After the fall of Armenia to the Byzantine Empire in 1045 and later to the Seljuk invaders in 1064, the region entered an era of decline in all social, educational and cultural aspects.

However, with the establishment of the Zakarid Principality of Armenia in 1201 under the Georgian protectorate, the Eastern Armenian territories, mainly Lori and Shirak, entered a new period of growth and stability, becoming a trade centre between the east and the west. After the Mongols captured Ani in 1236, Armenia turned into a Mongol protectorate as part of the Ilkhanate, and the Zakarids became vassals to the Mongols. After the fall of the Ilkhanate in the mid-14th century, the Zakarid princes ruled over Lori, Shirak and Ararat plain until 1360 when they fell to the invading Turkic tribes.

By the last quarter of the 14th century, the Aq Qoyunlu Sunni Oghuz Turkic tribe took over Armenia, including Shirak. In 1400, Timur invaded Armenia and Georgia, and captured more than 60,000 of the survived local people as slaves. Many districts including Shirak were depopulated. In 1410, Armenia fell under the control of the Kara Koyunlu Shia Oghuz Turkic tribe. According to the Armenian historian Thomas of Metsoph, although the Kara Koyunlu levied heavy taxes against the Armenians, the early years of their rule were relatively peaceful and some reconstruction of towns took place.
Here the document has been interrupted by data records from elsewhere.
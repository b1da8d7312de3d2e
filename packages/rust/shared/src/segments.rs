//! Supported catalog segments and resolution of a user's segment request.

use crate::error::{Result, SvedbError};

/// Pseudo-segment for token cards, fetched from the site listing rather than
/// the search API.
pub const TOKEN_SEGMENT: &str = "TOKEN";

/// Codes accepted by the catalog search API.
pub const SUPPORTED_SEGMENTS: &[&str] = &[
    "BP01", "BP02", "BP03", "BP04", "BP05", "BP06", "BP07", "BP08", "BP09", "BP10", "BP11",
    "SD01", "SD02", "SD03", "SD04", "SD05", "SD06", "CP01", "CP02", "CP03", "CSD01", "CSD02A",
    "CSD02B", "CSD02C", "CSD03A", "CSD03B", "PR", "GFB01", "GFD01", "GFD02", "SS02",
];

/// A unit of catalog retrieval.
#[derive(Debug, Clone, PartialEq, Eq)]
pub enum Segment {
    /// Paged through the search API.
    Catalog(String),
    /// Token cards from the site listing.
    Tokens,
}

impl std::fmt::Display for Segment {
    fn fmt(&self, f: &mut std::fmt::Formatter<'_>) -> std::fmt::Result {
        match self {
            Self::Catalog(code) => f.write_str(code),
            Self::Tokens => f.write_str(TOKEN_SEGMENT),
        }
    }
}

/// Registry of segment codes a run may request.
#[derive(Debug, Clone)]
pub struct SegmentRegistry {
    codes: Vec<String>,
}

impl Default for SegmentRegistry {
    fn default() -> Self {
        Self::new(SUPPORTED_SEGMENTS.iter().copied())
    }
}

impl SegmentRegistry {
    /// Build a registry from codes; codes are upper-cased and deduplicated.
    pub fn new<I, S>(codes: I) -> Self
    where
        I: IntoIterator<Item = S>,
        S: AsRef<str>,
    {
        let mut out: Vec<String> = Vec::new();
        for code in codes {
            let code = code.as_ref().trim().to_uppercase();
            if !code.is_empty() && !out.contains(&code) {
                out.push(code);
            }
        }
        Self { codes: out }
    }

    pub fn codes(&self) -> &[String] {
        &self.codes
    }

    pub fn contains(&self, code: &str) -> bool {
        let code = code.trim().to_uppercase();
        self.codes.iter().any(|c| *c == code)
    }

    /// Resolve a request such as `"bp01;BP02"` or `"all"`.
    ///
    /// `all` (or `A`) expands to every registered code plus the token
    /// pseudo-segment. Otherwise codes are split on `;` or `,`, matched
    /// case-insensitively, and unknown codes are dropped. Fails when nothing
    /// requested is supported.
    pub fn resolve(&self, request: &str) -> Result<Vec<Segment>> {
        let trimmed = request.trim();
        if trimmed.eq_ignore_ascii_case("all") || trimmed == "A" {
            let mut all: Vec<Segment> = self.codes.iter().cloned().map(Segment::Catalog).collect();
            all.push(Segment::Tokens);
            return Ok(all);
        }

        let mut resolved: Vec<Segment> = Vec::new();
        for part in trimmed.split([';', ',']) {
            let code = part.trim().to_uppercase();
            let segment = if code == TOKEN_SEGMENT {
                Segment::Tokens
            } else if self.contains(&code) {
                Segment::Catalog(code)
            } else {
                if !code.is_empty() {
                    tracing::warn!(segment = %code, "unsupported segment, skipping");
                }
                continue;
            };
            if !resolved.contains(&segment) {
                resolved.push(segment);
            }
        }

        if resolved.is_empty() {
            return Err(SvedbError::UnsupportedSegment {
                requested: request.to_string(),
            });
        }
        Ok(resolved)
    }
}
===Iranian and Russian rule===
In 1501, most of the Eastern Armenian territories including Shirak were conquered by the emerging Safavid dynasty of Iran led by Shah Ismail I. Soon after in 1502, Shirak became part of the newly formed Erivan Beglarbegi, a new administrative territory of Iran formed by the Safavids. During the first half of the 18th century, Kumayri became part of the Erivan Khanate under the rule of the Afsharid dynasty and later under the Qajar dynasty of Persia.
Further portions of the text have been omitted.